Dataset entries
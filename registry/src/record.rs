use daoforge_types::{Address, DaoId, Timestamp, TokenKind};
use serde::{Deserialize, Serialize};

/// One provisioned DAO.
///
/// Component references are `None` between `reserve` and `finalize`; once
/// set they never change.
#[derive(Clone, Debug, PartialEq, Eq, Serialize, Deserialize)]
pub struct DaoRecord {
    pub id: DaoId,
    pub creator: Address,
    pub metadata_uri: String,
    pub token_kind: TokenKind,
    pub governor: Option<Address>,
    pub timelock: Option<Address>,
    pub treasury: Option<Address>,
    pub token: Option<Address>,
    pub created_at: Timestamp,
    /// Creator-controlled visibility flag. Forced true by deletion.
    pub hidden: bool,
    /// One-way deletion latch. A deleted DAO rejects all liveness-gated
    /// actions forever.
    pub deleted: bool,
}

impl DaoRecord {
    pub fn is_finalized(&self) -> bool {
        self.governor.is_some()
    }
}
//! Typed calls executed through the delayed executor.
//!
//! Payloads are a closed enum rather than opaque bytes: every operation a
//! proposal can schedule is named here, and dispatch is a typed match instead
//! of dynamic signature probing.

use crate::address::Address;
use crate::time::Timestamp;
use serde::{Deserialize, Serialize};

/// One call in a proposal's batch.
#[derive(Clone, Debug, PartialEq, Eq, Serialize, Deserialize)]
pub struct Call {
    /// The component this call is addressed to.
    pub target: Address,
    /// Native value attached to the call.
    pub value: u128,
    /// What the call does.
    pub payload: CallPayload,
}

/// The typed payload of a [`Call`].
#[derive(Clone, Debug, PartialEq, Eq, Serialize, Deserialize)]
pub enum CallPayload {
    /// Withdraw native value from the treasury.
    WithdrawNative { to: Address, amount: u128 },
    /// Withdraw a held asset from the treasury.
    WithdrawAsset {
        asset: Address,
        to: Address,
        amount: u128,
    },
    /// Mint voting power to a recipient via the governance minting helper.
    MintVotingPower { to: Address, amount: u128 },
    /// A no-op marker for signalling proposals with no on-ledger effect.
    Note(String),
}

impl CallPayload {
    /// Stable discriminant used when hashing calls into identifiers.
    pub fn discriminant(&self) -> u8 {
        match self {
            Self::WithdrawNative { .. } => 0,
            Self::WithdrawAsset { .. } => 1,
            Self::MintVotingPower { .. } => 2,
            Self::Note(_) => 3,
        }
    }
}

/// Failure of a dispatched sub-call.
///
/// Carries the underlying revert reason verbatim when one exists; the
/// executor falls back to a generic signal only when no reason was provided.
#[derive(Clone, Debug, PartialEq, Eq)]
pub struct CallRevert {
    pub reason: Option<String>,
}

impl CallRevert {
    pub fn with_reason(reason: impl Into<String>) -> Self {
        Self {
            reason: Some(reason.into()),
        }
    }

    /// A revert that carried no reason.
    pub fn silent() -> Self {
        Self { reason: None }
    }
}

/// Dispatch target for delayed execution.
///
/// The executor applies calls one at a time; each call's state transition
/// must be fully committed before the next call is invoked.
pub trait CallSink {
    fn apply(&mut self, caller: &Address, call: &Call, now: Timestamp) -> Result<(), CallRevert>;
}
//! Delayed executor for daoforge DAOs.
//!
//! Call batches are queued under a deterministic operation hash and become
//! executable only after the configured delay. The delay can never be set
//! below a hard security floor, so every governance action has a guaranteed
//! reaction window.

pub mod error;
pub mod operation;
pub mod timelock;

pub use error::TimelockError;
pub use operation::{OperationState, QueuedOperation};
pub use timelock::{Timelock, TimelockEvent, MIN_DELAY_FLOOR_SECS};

* * *

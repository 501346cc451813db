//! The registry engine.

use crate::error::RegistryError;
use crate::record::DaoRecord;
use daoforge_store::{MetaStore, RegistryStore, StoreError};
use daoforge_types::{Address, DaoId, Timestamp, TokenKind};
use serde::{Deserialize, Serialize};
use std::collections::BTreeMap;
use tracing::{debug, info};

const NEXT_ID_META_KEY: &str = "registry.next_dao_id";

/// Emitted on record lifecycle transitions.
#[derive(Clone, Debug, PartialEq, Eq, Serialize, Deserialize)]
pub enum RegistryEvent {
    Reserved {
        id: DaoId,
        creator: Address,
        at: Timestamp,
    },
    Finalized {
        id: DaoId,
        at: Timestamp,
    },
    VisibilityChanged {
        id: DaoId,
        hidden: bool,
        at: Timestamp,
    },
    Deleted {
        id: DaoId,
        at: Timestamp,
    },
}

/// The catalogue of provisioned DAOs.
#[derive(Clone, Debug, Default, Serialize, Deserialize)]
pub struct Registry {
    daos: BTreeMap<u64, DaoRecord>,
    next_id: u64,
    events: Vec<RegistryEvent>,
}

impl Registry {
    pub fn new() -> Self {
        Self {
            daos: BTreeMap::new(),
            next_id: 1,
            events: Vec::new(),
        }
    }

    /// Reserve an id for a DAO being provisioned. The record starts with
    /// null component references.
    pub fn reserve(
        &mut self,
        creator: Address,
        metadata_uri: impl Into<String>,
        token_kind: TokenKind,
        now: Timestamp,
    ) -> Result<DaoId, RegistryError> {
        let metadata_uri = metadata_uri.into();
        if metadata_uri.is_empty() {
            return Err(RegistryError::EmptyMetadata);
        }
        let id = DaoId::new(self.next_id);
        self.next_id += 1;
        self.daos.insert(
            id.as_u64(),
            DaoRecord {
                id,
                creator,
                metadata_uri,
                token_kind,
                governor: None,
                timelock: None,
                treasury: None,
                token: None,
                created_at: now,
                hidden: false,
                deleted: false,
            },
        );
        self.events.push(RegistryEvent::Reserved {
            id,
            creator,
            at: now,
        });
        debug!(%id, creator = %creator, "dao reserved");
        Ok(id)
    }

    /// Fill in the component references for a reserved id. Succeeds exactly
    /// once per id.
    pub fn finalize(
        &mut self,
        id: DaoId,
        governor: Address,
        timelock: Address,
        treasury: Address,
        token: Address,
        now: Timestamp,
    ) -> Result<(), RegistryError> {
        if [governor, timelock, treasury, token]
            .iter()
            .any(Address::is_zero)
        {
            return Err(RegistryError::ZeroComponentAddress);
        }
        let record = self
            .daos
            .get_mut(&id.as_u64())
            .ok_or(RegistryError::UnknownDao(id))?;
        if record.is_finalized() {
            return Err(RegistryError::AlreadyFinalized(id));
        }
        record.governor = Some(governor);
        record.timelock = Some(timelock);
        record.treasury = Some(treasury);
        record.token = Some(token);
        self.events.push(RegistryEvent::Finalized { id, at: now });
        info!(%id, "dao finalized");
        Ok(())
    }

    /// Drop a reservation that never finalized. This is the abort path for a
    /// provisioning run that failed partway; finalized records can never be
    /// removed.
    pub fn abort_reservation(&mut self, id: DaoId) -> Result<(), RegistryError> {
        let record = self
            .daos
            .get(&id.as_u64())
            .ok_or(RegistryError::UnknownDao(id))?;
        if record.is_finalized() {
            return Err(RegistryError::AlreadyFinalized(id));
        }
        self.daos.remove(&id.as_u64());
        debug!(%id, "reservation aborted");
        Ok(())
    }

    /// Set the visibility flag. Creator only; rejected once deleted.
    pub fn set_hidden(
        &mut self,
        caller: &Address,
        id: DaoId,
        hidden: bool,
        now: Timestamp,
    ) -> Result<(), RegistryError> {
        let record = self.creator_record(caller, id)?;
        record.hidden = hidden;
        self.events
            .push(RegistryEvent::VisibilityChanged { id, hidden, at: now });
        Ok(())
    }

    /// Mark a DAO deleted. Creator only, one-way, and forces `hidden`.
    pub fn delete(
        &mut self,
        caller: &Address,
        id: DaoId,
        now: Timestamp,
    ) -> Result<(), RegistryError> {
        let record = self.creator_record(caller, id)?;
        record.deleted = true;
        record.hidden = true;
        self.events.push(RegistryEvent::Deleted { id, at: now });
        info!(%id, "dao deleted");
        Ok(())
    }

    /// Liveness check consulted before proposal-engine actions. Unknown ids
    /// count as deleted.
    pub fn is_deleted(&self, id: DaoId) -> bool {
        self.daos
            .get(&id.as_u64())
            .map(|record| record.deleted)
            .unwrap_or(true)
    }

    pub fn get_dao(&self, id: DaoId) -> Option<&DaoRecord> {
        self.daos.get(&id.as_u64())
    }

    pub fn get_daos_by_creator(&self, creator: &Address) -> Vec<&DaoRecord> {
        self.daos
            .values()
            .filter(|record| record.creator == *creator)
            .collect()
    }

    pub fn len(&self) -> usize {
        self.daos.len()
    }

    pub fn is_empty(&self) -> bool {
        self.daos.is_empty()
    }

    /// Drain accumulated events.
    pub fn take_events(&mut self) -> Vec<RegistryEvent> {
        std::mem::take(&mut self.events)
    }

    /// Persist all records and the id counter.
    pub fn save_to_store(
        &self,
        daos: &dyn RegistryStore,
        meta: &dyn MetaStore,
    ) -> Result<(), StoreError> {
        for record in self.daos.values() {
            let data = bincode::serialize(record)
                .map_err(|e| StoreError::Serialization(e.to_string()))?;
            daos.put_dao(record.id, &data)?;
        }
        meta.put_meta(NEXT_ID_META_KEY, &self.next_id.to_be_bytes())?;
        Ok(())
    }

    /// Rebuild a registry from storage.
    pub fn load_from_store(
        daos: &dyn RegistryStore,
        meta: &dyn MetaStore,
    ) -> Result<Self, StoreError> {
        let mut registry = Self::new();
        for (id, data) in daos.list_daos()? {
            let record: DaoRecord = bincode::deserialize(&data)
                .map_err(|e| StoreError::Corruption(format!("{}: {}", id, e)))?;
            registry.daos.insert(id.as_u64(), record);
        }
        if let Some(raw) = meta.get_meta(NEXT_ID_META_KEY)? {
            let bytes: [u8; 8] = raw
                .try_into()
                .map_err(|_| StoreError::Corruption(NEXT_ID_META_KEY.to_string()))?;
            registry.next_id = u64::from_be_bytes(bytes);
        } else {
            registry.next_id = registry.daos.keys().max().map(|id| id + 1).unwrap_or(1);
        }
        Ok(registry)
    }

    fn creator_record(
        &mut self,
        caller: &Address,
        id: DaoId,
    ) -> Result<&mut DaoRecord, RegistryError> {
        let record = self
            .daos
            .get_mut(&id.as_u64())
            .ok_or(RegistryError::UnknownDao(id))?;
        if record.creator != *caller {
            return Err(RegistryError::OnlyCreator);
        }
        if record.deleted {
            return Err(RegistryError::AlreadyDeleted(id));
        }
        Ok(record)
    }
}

» GOAL OF THE EXERCISE:
Where a line of the data contains "info", include it in the tally, and answer with the tally alone.

» EXERCISE OUTPUT:
3